And then there was a moment I can’t forget: As the crew passed the farthest point from Earth any humans have traveled (a record set by Apollo 13 over 50 years ago), they paused to mark it – not with data or achievement, but with love. They wanted to name two craters on the moon. One they named “Integrity,” after the spirit of their mission. And the other they named “Carroll,” after the late wife of one of their crewmates, who had died a few years ago. “Copy that,” said mission control. At the moment they were the farthest yet from Earth, their first instinct was to care for one another.
I pulled my car over and watched them. Their voices wavered and there were some tears. They formed an unplanned group hug and their legs drifted upward in zero gravity, forming a web of connection. This moment spread quickly on social media. Suddenly the whole world was paying attention. Because when humans act like this, it draws us in. Their survival depended on it. They needed each other. They shared everything: tight quarters, weird space food, exhaustion, wonder. Together, they looked back at Earth, just a small blue crescent as they drifted behind the moon. It did something to them. And by extension, it did something to us.
When they returned and spoke at a press conference one day after “splashdown,” their words were unpolished and emotional. Astronaut Christina Koch said this: “What struck me wasn’t necessarily just tiny Earth, it was all the blacknessaround it. Earth was just this life boat hanging undisturbingly in the universe.”
And then she said something that sounds remarkably like our reading from the Book of Acts.

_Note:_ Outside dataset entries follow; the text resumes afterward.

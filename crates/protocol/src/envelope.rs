use serde::{Deserialize, Serialize};
use serde_json::Value;

use crate::events::EventType;

/// Envelope for every WebSocket frame, in both directions.
///
/// Outbound frames carry a command name, inbound frames an event name;
/// both live in `type`. The payload is opaque to the transport.
#[derive(Debug, Clone, PartialEq, Serialize, Deserialize)]
pub struct Message {
    #[serde(default)]
    pub id: String,
    #[serde(rename = "type")]
    pub name: String,
    #[serde(default, skip_serializing_if = "Option::is_none")]
    pub payload: Option<Value>,
}

impl Message {
    /// Creates a new message with the given name and payload.
    pub fn new<T: Serialize>(
        id: impl Into<String>,
        name: impl Into<String>,
        payload: Option<&T>,
    ) -> Result<Self, serde_json::Error> {
        let payload = payload.map(serde_json::to_value).transpose()?;
        Ok(Self {
            id: id.into(),
            name: name.into(),
            payload,
        })
    }

    /// Deserializes the payload into the given type.
    pub fn parse_payload<T: for<'de> Deserialize<'de>>(
        &self,
    ) -> Result<Option<T>, serde_json::Error> {
        match &self.payload {
            Some(v) => Ok(Some(T::deserialize(v)?)),
            None => Ok(None),
        }
    }

    /// The frame's name interpreted as an inbound event.
    pub fn event_type(&self) -> EventType {
        EventType::from_name(&self.name)
    }

    /// Takes the payload, substituting `null` when absent.
    pub fn into_payload(self) -> Value {
        self.payload.unwrap_or(Value::Null)
    }
}

#[cfg(test)]
mod tests {
    use super::*;
    use crate::messages::{Identity, Role};

    #[test]
    fn message_new_with_payload() {
        let payload = serde_json::json!({"scheduleId": "s-1"});
        let msg = Message::new("msg-1", "schedule_updated", Some(&payload)).unwrap();
        assert_eq!(msg.id, "msg-1");
        assert_eq!(msg.event_type(), EventType::ScheduleUpdated);
        assert_eq!(msg.payload, Some(payload));
    }

    #[test]
    fn message_omits_missing_payload() {
        let msg = Message::new::<()>("m1", "ping", None).unwrap();
        let json = serde_json::to_string(&msg).unwrap();
        assert!(!json.contains("payload"));
        assert!(json.contains("\"type\":\"ping\""));
    }

    #[test]
    fn message_parse_payload() {
        let identity = Identity {
            user_id: "u-7".into(),
            role: Role::Trainer,
            client_id: "c0ffee00".into(),
        };
        let msg = Message::new("m1", "identify", Some(&identity)).unwrap();
        let parsed: Option<Identity> = msg.parse_payload().unwrap();
        assert_eq!(parsed.unwrap(), identity);
    }

    #[test]
    fn inbound_frame_without_id_parses() {
        let msg: Message =
            serde_json::from_str(r#"{"type":"booking_created","payload":{"bookingId":9}}"#)
                .unwrap();
        assert!(msg.id.is_empty());
        assert_eq!(msg.event_type(), EventType::BookingCreated);
        assert_eq!(msg.into_payload()["bookingId"], 9);
    }
}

She said, “A crew is a group of people that is in it all the time no matter what, that is stroking together every minute with the same purpose, that is willing to sacrifice silently for each other, that gives grace, that holds accountable. A crew has the same cares and the same needs, and a crew is inescapably, beautifully, dutifully linked. I know I haven’t learned everything that this journey has yet to teach me, but there is one new thing I know. And that is: Planet Earth, you are a crew.”

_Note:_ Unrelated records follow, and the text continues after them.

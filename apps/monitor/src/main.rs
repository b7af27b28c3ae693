//! GymOps realtime monitor.
//!
//! Loads `~/.config/gymops/realtime.json` (or the path given as the first
//! argument), overlays `GYMOPS_*` environment variables, connects as the
//! user named by `GYMOPS_USER_ID` / `GYMOPS_ROLE`, and logs every connection
//! event and dispatched server event until Ctrl-C.

mod identity;

use std::path::PathBuf;

use tokio::sync::broadcast::error::RecvError;
use tracing::{info, warn};
use tracing_subscriber::EnvFilter;

use gymops_realtime::config::default_storage_dir;
use gymops_realtime::{ConnectionEvent, ConnectionManager, RealtimeConfig, default_config_path};

#[tokio::main]
async fn main() -> anyhow::Result<()> {
    tracing_subscriber::fmt()
        .with_env_filter(
            EnvFilter::try_from_default_env().unwrap_or_else(|_| EnvFilter::new("info,gymops=debug")),
        )
        .init();

    let config = load_config()?;
    let identity = identity::from_env()?;
    info!(
        user = %identity.user_id,
        role = %identity.role,
        client = %identity.client_id,
        "starting monitor"
    );

    let manager = ConnectionManager::from_config(config);
    let pending = manager.queue().len();
    if pending > 0 {
        info!(pending, "restored queued commands");
    }

    let mut events = manager
        .take_events()
        .ok_or_else(|| anyhow::anyhow!("connection events already taken"))?;
    let mut dispatched = manager.dispatcher().listen();

    manager.connect(identity).await?;

    loop {
        tokio::select! {
            _ = tokio::signal::ctrl_c() => {
                info!("interrupt received, shutting down");
                break;
            }
            Some(event) = events.recv() => log_connection_event(&event),
            event = dispatched.recv() => match event {
                Ok(event) => info!(
                    channel = ?event.channel,
                    event = %event.event_type,
                    data = %event.data,
                    "event"
                ),
                Err(RecvError::Lagged(n)) => warn!(skipped = n, "event log fell behind"),
                Err(RecvError::Closed) => break,
            },
        }
    }

    manager.disconnect().await;
    let left = manager.queue().len();
    if left > 0 {
        info!(pending = left, "commands still queued at exit");
    }
    Ok(())
}

fn load_config() -> anyhow::Result<RealtimeConfig> {
    let path = match std::env::args_os().nth(1) {
        Some(arg) => PathBuf::from(arg),
        None => default_config_path()?,
    };
    let mut config = RealtimeConfig::load(&path)?;
    config.apply_env();
    if config.queue.storage_dir.is_none() {
        config.queue.storage_dir = default_storage_dir();
    }
    info!(path = %path.display(), "configuration loaded");
    Ok(config)
}

fn log_connection_event(event: &ConnectionEvent) {
    match event {
        ConnectionEvent::StateChanged { channel, state } => info!(
            %channel,
            phase = %state.phase,
            attempts = state.reconnect_attempts,
            error = state.last_error.as_deref().unwrap_or(""),
            "channel state"
        ),
        ConnectionEvent::Reconnecting {
            channel,
            attempt,
            next_retry_secs,
        } => info!(
            %channel,
            attempt,
            delay_secs = format_args!("{next_retry_secs:.1}"),
            "retry scheduled"
        ),
        ConnectionEvent::Failed {
            channel,
            attempts,
            last_error,
        } => warn!(
            %channel,
            attempts,
            error = last_error.as_deref().unwrap_or("unknown"),
            "channel failed; reconnect to retry"
        ),
    }
}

Listen again to Acts: “Awe came upon everyone, because many wonders and signs were being done by the apostles. All who believed were together and had all things in common; they would sell their possessions and goods and distribute the proceeds to all, as any had need. Day by day, as they spent much time together in the temple, they broke bread at home and ate their food with glad and generous hearts, praising God and having the goodwill of all the people. And day by day the Lord added to their number those who were being saved.”

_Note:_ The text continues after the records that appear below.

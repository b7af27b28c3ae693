//! Realtime connection layer for the GymOps dashboard.
//!
//! Supervises one WebSocket per configured [`Channel`], reconnects with
//! exponential backoff, routes inbound events to the [`EventDispatcher`] and
//! outbound commands either straight to the wire or into the
//! [`DeliveryQueue`] for replay once the channel is back.
//!
//! [`Channel`]: gymops_protocol::Channel
//! [`EventDispatcher`]: gymops_event_bus::EventDispatcher
//! [`DeliveryQueue`]: gymops_outbox::DeliveryQueue

pub mod config;
pub mod error;
pub mod handle;
pub mod manager;
mod pumps;
pub(crate) mod reconnection;
pub(crate) mod registry;
pub mod types;
pub mod ws_client;

pub use config::{Endpoints, QueueSettings, RealtimeConfig, default_config_path};
pub use error::{ConfigError, RealtimeError};
pub use handle::{ChannelHandle, ChannelHandles};
pub use manager::ConnectionManager;
pub use types::{
    ChannelPhase, ConnectionEvent, ConnectionState, EmitOutcome, ReconnectConfig,
};
pub use ws_client::{TransportError, WsClient};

Awe came upon everyone. And it made them see life differently. Jesus’ followers experienced his risen presence in the days following that first Easter morning. It was shocking and surprising. And it changed them. It made them want to be together, to share all they had; to care for each other, to care for those in need. They had glad and generous hearts and had the goodwill of all the people. They became a crew.
This is what it means to be saved – not saved for some kind of afterlife, but to experience something in this life that leaves us in awe; to have our hearts opened to realities we often don’t see; to be filled with gladness and generosity; to let that spill over into the world. This is what being saved means.
Those four astronauts experienced a kind of salvation, too. Awe came upon them. They were shaken into what is real: Earth is tiny, we need each other, and there is great love when we bear witness to that together.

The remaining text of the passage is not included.